Zhang Xiaofeng, Zeng Fanshuo, Gu Chaochen
Shanghai Jiao Tong University, 800 Dongchuan Road, Shanghai, 200240, Shanghai, China.
Central South University, 932 South Lushan Road, Yuelu District, Changsha, 410083, Hunan, China.
Neural Netw. 2025 Apr;184:107059. doi: 10.1016/j.neunet.2024.107059. Epub 2024 Dec 31.

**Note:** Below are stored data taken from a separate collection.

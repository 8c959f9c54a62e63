//
// Copyright (c) 2024, 2025 Oracle and/or its affiliates. All rights reserved.
//
// Licensed under the Universal Permissive License v 1.0 as shown at
//  https://oss.oracle.com/licenses/upl/
//
use bigdecimal::BigDecimal;
use bigdecimal::Num;
use chrono::{DateTime, FixedOffset};
use std::result;
use std::str;

use crate::error::NoSQLError;
use crate::error::NoSQLErrorCode::BadProtocolMessage;
use crate::error::NoSQLErrorCode::IllegalArgument;
use crate::packed_integer;
use crate::types::string_to_rfc3339;
use crate::types::FieldType;
use crate::types::FieldValue;
use crate::types::MapValue;

// Reader reads byte sequences from the underlying io.Reader and decodes the
// bytes to construct in-memory representations according to the Binary Protocol
// which defines the data exchange format between the Oracle NoSQL Database
// proxy and drivers.
pub struct Reader {
    // The underlying byte buffer.
    pub buf: Vec<u8>,
    pub offset: usize,
}

impl Reader {
    pub fn new() -> Reader {
        Reader {
            buf: Vec::with_capacity(256),
            offset: 0,
        }
    }

    pub fn from_bytes(mut self, val: &[u8]) -> Self {
        self.buf.clear();
        self.buf.extend_from_slice(val);
        self
    }

    pub fn read_byte(&mut self) -> result::Result<u8, NoSQLError> {
        //println!("Read_byte: offset={} len={}", self.offset, self.buf.len());
        if self.offset >= self.buf.len() {
            return Err(NoSQLError::new(
                BadProtocolMessage,
                "read_byte reached end of byte buffer",
            ));
        }
        let val: u8 = self.buf[self.offset];
        self.offset += 1;
        Ok(val)
    }

    pub fn read_bool(&mut self) -> result::Result<bool, NoSQLError> {
        let v = self.read_byte()?;
        Ok(v != 0)
    }

    pub fn read_i16(&mut self) -> result::Result<i16, NoSQLError> {
        if (self.offset + 2) > self.buf.len() {
            return Err(NoSQLError::new(
                BadProtocolMessage,
                "read_i16 reached end of byte buffer",
            ));
        }
        let val: [u8; 2] = [self.buf[self.offset], self.buf[self.offset + 1]];
        self.offset += 2;
        Ok(i16::from_be_bytes(val))
    }

    pub fn read_u16(&mut self) -> result::Result<u16, NoSQLError> {
        if (self.offset + 2) > self.buf.len() {
            return Err(NoSQLError::new(
                BadProtocolMessage,
                "read_u16 reached end of byte buffer",
            ));
        }
        let val: [u8; 2] = [self.buf[self.offset], self.buf[self.offset + 1]];
        self.offset += 2;
        Ok(u16::from_be_bytes(val))
    }

    pub fn read_i32(&mut self) -> result::Result<i32, NoSQLError> {
        if (self.offset + 4) > self.buf.len() {
            return Err(NoSQLError::new(
                BadProtocolMessage,
                "read_i32 reached end of byte buffer",
            ));
        }
        let val: [u8; 4] = [
            self.buf[self.offset],
            self.buf[self.offset + 1],
            self.buf[self.offset + 2],
            self.buf[self.offset + 3],
        ];
        self.offset += 4;
        Ok(i32::from_be_bytes(val))
    }

    pub fn read_i32_min(&mut self, min: i32) -> result::Result<i32, NoSQLError> {
        let i = self.read_i32()?;
        if i >= min {
            return Ok(i);
        }
        Err(NoSQLError::new(
            IllegalArgument,
            format!(
                "NoSQL: invalid integer value {}, must be greater than or equal to {}",
                i, min
            )
            .as_str(),
        ))
    }

    pub fn read_float64(&mut self) -> result::Result<f64, NoSQLError> {
        if (self.offset + 8) > self.buf.len() {
            return Err(NoSQLError::new(
                BadProtocolMessage,
                "read_float64 reached end of byte buffer",
            ));
        }
        let val: [u8; 8] = [
            self.buf[self.offset],
            self.buf[self.offset + 1],
            self.buf[self.offset + 2],
            self.buf[self.offset + 3],
            self.buf[self.offset + 4],
            self.buf[self.offset + 5],
            self.buf[self.offset + 6],
            self.buf[self.offset + 7],
        ];
        self.offset += 8;
        Ok(f64::from_be_bytes(val))
    }

    pub fn read_packed_i32(&mut self) -> Result<i32, NoSQLError> {
        packed_integer::read_packed_i32(&mut self.buf, &mut self.offset)
    }

    pub fn read_packed_i64(&mut self) -> Result<i64, NoSQLError> {
        packed_integer::read_packed_i64(&mut self.buf, &mut self.offset)
    }

    pub fn read_string(&mut self) -> Result<String, NoSQLError> {
        let slen = packed_integer::read_packed_i32(&mut self.buf, &mut self.offset)?;
        if slen <= 0 {
            // TODO: how to simulate null string for len < 0?
            return Ok("".to_string());
        }
        let ulen = slen as usize;
        if (self.offset + ulen) > self.buf.len() {
            return Err(NoSQLError::new(
                BadProtocolMessage,
                "read_string reached end of byte buffer",
            ));
        }
        //let s = str::from_utf8(&self.buf[self.offset..(self.offset+ulen)])?;
        //self.offset += ulen;
        //Ok(std::string::String::from(s))
        match str::from_utf8(&self.buf[self.offset..(self.offset + ulen)]) {
            Ok(s) => {
                self.offset += ulen;
                return Ok(std::string::String::from(s));
            }
            Err(_) => {
                return Err(NoSQLError::new(
                    BadProtocolMessage,
                    "invalid utf8 in read_string",
                ));
            }
        }
    }

    pub fn read_timestamp(&mut self) -> Result<DateTime<FixedOffset>, NoSQLError> {
        let slen = packed_integer::read_packed_i32(&mut self.buf, &mut self.offset)?;
        if slen <= 0 {
            return Err(NoSQLError::new(
                BadProtocolMessage,
                "empty read on timestamp value",
            ));
        }
        let ulen = slen as usize;
        if (self.offset + ulen) > self.buf.len() {
            return Err(NoSQLError::new(
                BadProtocolMessage,
                "read_timestamp reached end of byte buffer",
            ));
        }
        match str::from_utf8(&self.buf[self.offset..(self.offset + ulen)]) {
            Ok(s) => {
                self.offset += ulen;
                return string_to_rfc3339(s);
            }
            Err(_) => {
                return Err(NoSQLError::new(
                    BadProtocolMessage,
                    "invalid utf8 in read_timestamp",
                ));
            }
        }
    }

    pub fn read_binary(&mut self) -> Result<Vec<u8>, NoSQLError> {
        let slen = packed_integer::read_packed_i32(&mut self.buf, &mut self.offset)?;
        if slen <= 0 {
            return Ok(Vec::new());
        }
        let ulen = slen as usize;
        if (self.offset + ulen) > self.buf.len() {
            return Err(NoSQLError::new(
                BadProtocolMessage,
                "read_binary reached end of byte buffer",
            ));
        }
        self.offset += ulen;
        Ok(Vec::from(&self.buf[(self.offset - ulen)..self.offset]))
    }

    pub(crate) fn read_field_value(&mut self) -> Result<FieldValue, NoSQLError> {
        // read field type
        let u = self.read_byte()?;
        //println!(" read_byte={}", u);
        let ftype: FieldType = FieldType::try_from(u).map_err(|_| {
            NoSQLError::new(
                IllegalArgument,
                format!("can't convert field type byte {} to valid field type", u).as_str(),
            )
        })?;
        match ftype {
            FieldType::Integer => {
                let i32 = self.read_packed_i32()?;
                return Ok(FieldValue::Integer(i32));
            }
            FieldType::Long => {
                let i64 = self.read_packed_i64()?;
                return Ok(FieldValue::Long(i64));
            }
            FieldType::Double => {
                let f64 = self.read_float64()?;
                return Ok(FieldValue::Double(f64));
            }
            FieldType::String => {
                let str = self.read_string()?;
                return Ok(FieldValue::String(str));
            }
            FieldType::Array => {
                let arr = self.read_array()?;
                return Ok(FieldValue::Array(arr));
            }
            FieldType::Map => {
                let map = self.read_map()?;
                return Ok(FieldValue::Map(map));
            }
            FieldType::Boolean => {
                let b = self.read_bool()?;
                return Ok(FieldValue::Boolean(b));
            }
            FieldType::Binary => {
                let bin = self.read_binary()?;
                return Ok(FieldValue::Binary(bin));
            }
            FieldType::Timestamp => {
                let dt = self.read_timestamp()?;
                return Ok(FieldValue::Timestamp(dt));
            }
            FieldType::Number => {
                let num = self.read_string()?;
                return Ok(FieldValue::Number(
                    BigDecimal::from_str_radix(&num, 10).map_err(|_| {
                        NoSQLError::new(
                            IllegalArgument,
                            format!("can't convert string '{}' to valid BigDecimal", &num).as_str(),
                        )
                    })?,
                ));
            }
            FieldType::Null => {
                return Ok(FieldValue::Null);
            }
            FieldType::JsonNull => {
                return Ok(FieldValue::JsonNull);
                //return Ok(FieldValue::Null);
            }
            FieldType::Empty => {
                return Ok(FieldValue::Empty);
            }
        }
    }

    pub fn read_array(&mut self) -> Result<Vec<FieldValue>, NoSQLError> {
        // number of bytes consumed by the array.
        let _num_bytes = self.read_i32()?;
        // number of items in the array
        let num_items = self.read_i32()?;
        // walk items
        //println!("read_array: num_items={}", num_items);
        let mut arr = Vec::<FieldValue>::with_capacity(num_items as usize);
        for _i in 0..num_items {
            let v = self.read_field_value()?;
            //println!(" array element {}: {:?}", i, v);
            arr.push(v);
            //arr.push(self.read_field_value()?);
        }
        Ok(arr)
    }

    pub fn read_string_array(&mut self) -> Result<Vec<String>, NoSQLError> {
        let len = self.read_packed_i32()?;
        if len < -1 {
            return Err(NoSQLError::new(
                BadProtocolMessage,
                "Invalid array length in read_string_array",
            ));
        }
        if len <= 0 {
            return Ok(Vec::new());
        }
        let mut arr: Vec<String> = Vec::with_capacity(len as usize);
        for _i in 0..len {
            arr.push(self.read_string()?);
        }
        Ok(arr)
    }

    pub fn read_i32_array(&mut self) -> Result<Vec<i32>, NoSQLError> {
        let len = self.read_packed_i32()?;
        if len < -1 {
            return Err(NoSQLError::new(
                BadProtocolMessage,
                "Invalid array length in read_i32_array",
            ));
        }
        if len <= 0 {
            return Ok(Vec::new());
        }
        //println!("read_i32_array: len={}", len);
        let mut arr: Vec<i32> = Vec::with_capacity(len as usize);
        for _i in 0..len {
            arr.push(self.read_packed_i32()?);
        }
        Ok(arr)
    }

    pub fn read_map(&mut self) -> Result<MapValue, NoSQLError> {
        // number of bytes consumed by the map.
        let _num_bytes = self.read_i32()?;
        // number of items in the map
        let num_items = self.read_i32()?;
        // walk items
        //println!("read_map: num_items={}", num_items);
        let mut mv = MapValue::new();
        for _i in 0..num_items {
            let key = self.read_string()?;
            //println!("Reading field '{}'", key);
            let val = self.read_field_value()?;
            //println!("read key '{}' with value {:?}", key, val);
            mv.put_field_value(&key, val);
        }
        Ok(mv)
    }

    pub(crate) fn reset(&mut self) {
        self.offset = 0;
    }
}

Recently, the field of multimodal large language models (MLLMs) has grown rapidly, with many Large Vision-Language Models (LVLMs) relying on sequential visual representations. In these models, images are broken down into numerous tokens before being fed into the Large Language Model (LLM) alongside text prompts. However, the opaque nature of these models poses significant challenges to their interpretability, particularly when dealing with complex reasoning tasks. To address this issue, we utilized Grad-CAM to investigate the interaction dynamics between images and text within complex reasoning processes. Our information flow analysis revealed a distinct pattern: it tends to converge in the initial layers and then disperse as it progresses through deeper layers. This pattern suggests that the early stages of processing focus on the interaction between visual and textual elements, while later stages engage in deeper reasoning. We developed Simignore, a novel image token reduction technique based on this insight. Simignore enhances the model's complex reasoning capabilities by calculating the similarity between image and text embeddings, thereby ignoring tokens that are not semantically relevant. Extensive experiments across different MLLM architectures have shown that our approach consistently improves performance in complex reasoning tasks. This work not only contributes to the advancement of MLLM interpretability but also provides a robust framework for future research in this area. The paper's source code can be accessed from https://github.com/FanshuoZeng/Simignore.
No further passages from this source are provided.